## What the exercise asks
Wherever "MapInfo" appears in the records below, copy the line that holds it.

## Record extracts
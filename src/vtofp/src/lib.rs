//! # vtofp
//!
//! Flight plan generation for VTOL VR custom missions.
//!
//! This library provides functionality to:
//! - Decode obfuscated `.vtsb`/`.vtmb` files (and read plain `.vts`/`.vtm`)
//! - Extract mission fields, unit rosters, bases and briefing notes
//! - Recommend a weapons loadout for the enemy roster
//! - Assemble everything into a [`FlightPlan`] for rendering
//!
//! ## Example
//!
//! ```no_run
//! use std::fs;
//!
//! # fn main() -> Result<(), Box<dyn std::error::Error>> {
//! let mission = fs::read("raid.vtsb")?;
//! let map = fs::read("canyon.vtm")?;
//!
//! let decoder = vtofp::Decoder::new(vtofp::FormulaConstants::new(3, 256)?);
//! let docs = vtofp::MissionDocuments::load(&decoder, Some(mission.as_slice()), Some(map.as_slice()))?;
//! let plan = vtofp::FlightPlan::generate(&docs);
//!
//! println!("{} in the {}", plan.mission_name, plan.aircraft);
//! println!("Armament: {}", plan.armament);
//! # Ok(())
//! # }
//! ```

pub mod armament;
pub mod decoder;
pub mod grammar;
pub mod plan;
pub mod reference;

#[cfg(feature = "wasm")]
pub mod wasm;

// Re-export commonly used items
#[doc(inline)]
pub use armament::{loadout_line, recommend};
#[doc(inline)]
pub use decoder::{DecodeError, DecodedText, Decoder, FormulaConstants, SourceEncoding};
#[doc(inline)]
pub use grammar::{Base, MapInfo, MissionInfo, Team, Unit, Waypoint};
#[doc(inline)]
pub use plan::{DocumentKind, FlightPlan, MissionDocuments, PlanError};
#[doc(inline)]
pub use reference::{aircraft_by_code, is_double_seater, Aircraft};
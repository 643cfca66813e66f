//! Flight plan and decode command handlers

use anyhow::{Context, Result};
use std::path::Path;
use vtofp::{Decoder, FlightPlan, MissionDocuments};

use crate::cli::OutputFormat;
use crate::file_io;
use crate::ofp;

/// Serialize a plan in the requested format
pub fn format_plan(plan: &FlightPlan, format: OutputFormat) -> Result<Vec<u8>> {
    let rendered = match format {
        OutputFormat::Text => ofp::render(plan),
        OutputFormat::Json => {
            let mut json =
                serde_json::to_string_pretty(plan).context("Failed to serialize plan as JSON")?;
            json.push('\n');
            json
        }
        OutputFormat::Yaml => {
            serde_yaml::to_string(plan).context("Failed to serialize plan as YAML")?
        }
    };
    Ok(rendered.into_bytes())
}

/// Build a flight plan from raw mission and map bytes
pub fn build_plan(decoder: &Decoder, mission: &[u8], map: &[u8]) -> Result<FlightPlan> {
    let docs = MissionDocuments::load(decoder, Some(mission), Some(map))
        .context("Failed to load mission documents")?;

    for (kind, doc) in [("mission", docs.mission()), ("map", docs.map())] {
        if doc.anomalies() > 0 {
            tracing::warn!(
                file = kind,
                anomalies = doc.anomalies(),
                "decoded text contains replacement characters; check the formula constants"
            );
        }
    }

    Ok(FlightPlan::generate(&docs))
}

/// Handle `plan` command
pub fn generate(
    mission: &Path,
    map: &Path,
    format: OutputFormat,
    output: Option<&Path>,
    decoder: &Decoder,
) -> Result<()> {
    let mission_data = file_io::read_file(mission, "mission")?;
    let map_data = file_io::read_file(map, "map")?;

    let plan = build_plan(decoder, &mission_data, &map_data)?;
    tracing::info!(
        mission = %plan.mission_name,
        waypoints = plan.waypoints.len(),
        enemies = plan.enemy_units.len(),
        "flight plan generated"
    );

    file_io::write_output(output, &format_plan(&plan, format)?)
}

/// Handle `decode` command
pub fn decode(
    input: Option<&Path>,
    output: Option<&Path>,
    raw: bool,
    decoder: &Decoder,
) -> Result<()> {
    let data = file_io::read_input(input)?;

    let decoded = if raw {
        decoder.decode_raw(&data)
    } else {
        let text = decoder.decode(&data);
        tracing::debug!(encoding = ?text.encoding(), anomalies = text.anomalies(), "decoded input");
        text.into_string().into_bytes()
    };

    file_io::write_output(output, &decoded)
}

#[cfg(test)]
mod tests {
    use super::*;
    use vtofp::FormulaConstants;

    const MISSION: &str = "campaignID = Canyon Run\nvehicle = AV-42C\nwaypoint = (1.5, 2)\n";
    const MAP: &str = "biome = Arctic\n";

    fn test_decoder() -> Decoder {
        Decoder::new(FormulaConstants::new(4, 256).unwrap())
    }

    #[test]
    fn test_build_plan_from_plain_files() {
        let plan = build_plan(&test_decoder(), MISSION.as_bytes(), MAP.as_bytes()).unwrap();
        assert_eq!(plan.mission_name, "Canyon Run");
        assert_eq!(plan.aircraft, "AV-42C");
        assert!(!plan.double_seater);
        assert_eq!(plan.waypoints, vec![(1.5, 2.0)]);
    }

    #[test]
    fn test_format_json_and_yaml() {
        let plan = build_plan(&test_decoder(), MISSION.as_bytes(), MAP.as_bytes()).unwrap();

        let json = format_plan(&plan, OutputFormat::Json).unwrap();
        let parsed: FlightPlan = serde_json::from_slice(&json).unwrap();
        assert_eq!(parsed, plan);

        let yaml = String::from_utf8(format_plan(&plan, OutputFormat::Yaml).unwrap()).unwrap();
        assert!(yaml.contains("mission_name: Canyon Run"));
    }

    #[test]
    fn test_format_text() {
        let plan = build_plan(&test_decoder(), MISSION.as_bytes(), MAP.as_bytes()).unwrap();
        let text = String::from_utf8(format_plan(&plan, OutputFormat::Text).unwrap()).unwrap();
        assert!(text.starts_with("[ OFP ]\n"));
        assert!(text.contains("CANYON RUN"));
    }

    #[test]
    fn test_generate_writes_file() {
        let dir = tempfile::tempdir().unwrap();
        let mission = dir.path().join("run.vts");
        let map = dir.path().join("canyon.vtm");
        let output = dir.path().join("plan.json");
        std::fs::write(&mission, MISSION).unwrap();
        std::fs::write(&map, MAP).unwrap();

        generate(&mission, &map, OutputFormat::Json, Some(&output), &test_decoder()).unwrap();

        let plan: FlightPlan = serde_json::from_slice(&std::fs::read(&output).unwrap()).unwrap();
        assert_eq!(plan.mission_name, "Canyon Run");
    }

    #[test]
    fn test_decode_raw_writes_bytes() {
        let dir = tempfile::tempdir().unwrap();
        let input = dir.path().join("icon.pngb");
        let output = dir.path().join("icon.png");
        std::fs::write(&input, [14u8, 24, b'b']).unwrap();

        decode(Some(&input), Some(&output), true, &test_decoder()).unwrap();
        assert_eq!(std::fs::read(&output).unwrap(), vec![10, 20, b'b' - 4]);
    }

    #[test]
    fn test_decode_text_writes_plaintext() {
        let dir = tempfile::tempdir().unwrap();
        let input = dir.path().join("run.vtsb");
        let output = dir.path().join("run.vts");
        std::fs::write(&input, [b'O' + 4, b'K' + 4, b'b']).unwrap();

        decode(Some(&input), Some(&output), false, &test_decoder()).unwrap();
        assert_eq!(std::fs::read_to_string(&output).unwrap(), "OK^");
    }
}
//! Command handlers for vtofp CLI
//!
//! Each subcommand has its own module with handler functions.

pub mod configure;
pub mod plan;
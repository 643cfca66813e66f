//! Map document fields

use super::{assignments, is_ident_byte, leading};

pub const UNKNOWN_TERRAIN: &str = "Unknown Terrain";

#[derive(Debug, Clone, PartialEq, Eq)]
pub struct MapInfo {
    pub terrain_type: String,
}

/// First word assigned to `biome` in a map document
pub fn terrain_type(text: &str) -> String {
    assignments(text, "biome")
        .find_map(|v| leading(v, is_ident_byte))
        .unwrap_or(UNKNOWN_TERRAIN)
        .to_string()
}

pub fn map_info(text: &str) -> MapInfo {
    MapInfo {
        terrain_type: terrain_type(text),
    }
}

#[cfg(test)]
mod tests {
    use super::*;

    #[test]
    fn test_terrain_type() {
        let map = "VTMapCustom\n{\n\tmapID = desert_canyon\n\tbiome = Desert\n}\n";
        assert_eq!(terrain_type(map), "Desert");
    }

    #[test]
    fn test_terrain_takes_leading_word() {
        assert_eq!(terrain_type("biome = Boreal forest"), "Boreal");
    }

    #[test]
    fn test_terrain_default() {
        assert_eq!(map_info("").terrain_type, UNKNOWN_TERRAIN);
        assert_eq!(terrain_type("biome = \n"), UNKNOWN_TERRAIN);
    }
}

## Task response
pub use grammar::{Base, MapInfo, MissionInfo, Team, Unit, Waypoint};
pub struct MapInfo {
pub fn map_info(text: &str) -> MapInfo {
    MapInfo {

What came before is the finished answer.